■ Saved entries
%%

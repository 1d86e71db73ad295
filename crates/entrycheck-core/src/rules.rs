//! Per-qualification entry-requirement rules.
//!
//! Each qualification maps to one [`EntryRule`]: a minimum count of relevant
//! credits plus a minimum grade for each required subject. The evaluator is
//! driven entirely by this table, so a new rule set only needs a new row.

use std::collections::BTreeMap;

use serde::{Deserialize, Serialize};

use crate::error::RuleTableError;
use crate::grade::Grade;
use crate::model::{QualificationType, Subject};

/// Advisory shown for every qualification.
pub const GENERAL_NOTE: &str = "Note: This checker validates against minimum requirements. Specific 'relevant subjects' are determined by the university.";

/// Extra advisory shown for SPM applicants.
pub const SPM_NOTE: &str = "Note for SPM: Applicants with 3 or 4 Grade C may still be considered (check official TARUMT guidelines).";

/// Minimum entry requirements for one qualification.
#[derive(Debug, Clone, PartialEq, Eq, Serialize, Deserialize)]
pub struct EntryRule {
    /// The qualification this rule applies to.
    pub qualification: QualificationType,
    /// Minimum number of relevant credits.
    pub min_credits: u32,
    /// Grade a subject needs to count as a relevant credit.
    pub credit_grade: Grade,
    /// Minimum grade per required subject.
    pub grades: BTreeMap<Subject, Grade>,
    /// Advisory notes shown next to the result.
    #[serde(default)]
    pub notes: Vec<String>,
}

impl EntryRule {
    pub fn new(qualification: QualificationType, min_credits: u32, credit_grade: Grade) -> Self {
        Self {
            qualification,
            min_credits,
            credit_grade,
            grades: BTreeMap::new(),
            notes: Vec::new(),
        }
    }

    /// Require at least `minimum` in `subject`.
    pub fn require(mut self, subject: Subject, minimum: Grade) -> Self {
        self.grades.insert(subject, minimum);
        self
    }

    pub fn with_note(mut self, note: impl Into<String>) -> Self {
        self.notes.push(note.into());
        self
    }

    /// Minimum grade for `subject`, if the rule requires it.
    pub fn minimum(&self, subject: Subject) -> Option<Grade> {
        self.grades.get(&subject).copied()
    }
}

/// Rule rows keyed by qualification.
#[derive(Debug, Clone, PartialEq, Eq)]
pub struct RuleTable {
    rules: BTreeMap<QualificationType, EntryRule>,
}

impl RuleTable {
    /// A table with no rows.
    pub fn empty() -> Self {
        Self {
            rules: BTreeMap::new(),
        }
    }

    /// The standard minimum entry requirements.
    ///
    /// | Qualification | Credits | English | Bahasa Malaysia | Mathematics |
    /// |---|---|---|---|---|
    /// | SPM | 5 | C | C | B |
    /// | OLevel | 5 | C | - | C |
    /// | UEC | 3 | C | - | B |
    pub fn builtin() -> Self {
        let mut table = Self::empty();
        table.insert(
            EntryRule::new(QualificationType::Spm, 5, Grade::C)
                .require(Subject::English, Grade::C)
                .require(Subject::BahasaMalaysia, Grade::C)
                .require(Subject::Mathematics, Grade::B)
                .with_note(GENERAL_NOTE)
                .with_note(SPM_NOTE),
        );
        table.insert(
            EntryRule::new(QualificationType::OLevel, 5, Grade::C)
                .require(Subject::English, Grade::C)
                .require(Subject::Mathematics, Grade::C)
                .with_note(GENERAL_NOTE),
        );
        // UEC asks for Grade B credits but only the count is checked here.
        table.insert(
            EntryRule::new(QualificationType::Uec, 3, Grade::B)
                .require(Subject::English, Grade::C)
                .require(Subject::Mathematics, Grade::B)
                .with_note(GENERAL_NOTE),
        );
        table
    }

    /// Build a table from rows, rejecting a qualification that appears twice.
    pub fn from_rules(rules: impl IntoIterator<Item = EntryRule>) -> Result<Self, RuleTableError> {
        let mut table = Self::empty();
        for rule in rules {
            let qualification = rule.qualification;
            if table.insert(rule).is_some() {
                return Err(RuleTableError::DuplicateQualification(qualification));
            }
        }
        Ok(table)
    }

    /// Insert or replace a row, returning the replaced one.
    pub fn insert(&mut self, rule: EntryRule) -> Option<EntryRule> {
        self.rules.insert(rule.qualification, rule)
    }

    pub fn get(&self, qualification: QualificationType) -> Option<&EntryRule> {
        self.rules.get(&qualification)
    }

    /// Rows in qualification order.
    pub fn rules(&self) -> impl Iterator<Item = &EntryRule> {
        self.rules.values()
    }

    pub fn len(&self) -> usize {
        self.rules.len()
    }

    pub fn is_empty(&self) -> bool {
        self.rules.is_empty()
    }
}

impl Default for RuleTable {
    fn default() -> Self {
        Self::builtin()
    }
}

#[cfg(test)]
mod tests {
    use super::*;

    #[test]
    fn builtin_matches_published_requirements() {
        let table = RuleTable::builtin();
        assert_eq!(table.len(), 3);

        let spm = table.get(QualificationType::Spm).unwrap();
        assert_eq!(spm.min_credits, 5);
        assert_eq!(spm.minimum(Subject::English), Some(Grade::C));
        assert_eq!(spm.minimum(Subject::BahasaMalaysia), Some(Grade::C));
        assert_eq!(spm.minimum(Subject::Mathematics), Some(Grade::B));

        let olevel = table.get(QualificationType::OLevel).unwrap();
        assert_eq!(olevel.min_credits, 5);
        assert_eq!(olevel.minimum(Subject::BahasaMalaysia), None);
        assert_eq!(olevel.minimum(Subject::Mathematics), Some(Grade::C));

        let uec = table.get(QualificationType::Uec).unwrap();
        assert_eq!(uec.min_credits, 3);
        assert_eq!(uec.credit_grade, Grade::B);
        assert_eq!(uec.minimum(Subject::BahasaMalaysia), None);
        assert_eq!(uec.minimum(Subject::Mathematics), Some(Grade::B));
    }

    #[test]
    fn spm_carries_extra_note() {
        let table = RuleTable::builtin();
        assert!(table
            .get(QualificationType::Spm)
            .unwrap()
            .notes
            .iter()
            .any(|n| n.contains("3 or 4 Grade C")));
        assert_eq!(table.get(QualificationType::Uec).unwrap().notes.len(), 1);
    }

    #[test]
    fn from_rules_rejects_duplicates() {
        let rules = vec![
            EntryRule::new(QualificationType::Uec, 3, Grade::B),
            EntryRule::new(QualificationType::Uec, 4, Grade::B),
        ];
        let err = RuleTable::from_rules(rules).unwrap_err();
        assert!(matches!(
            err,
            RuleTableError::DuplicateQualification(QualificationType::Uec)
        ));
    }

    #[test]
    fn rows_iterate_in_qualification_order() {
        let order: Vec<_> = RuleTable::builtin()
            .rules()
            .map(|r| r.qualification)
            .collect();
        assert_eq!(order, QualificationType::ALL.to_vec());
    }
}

%%
%%

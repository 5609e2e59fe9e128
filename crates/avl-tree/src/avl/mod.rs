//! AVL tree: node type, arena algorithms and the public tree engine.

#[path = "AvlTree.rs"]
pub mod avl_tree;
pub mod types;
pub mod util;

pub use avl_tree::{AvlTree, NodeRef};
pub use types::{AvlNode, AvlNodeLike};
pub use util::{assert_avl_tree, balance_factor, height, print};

%%

■ Exercise
In the records, which lines mention the word "repository"? Copy those lines.

■ Solution below
repository 1d86e71db73ad295
repository 5609e2e59fe9e128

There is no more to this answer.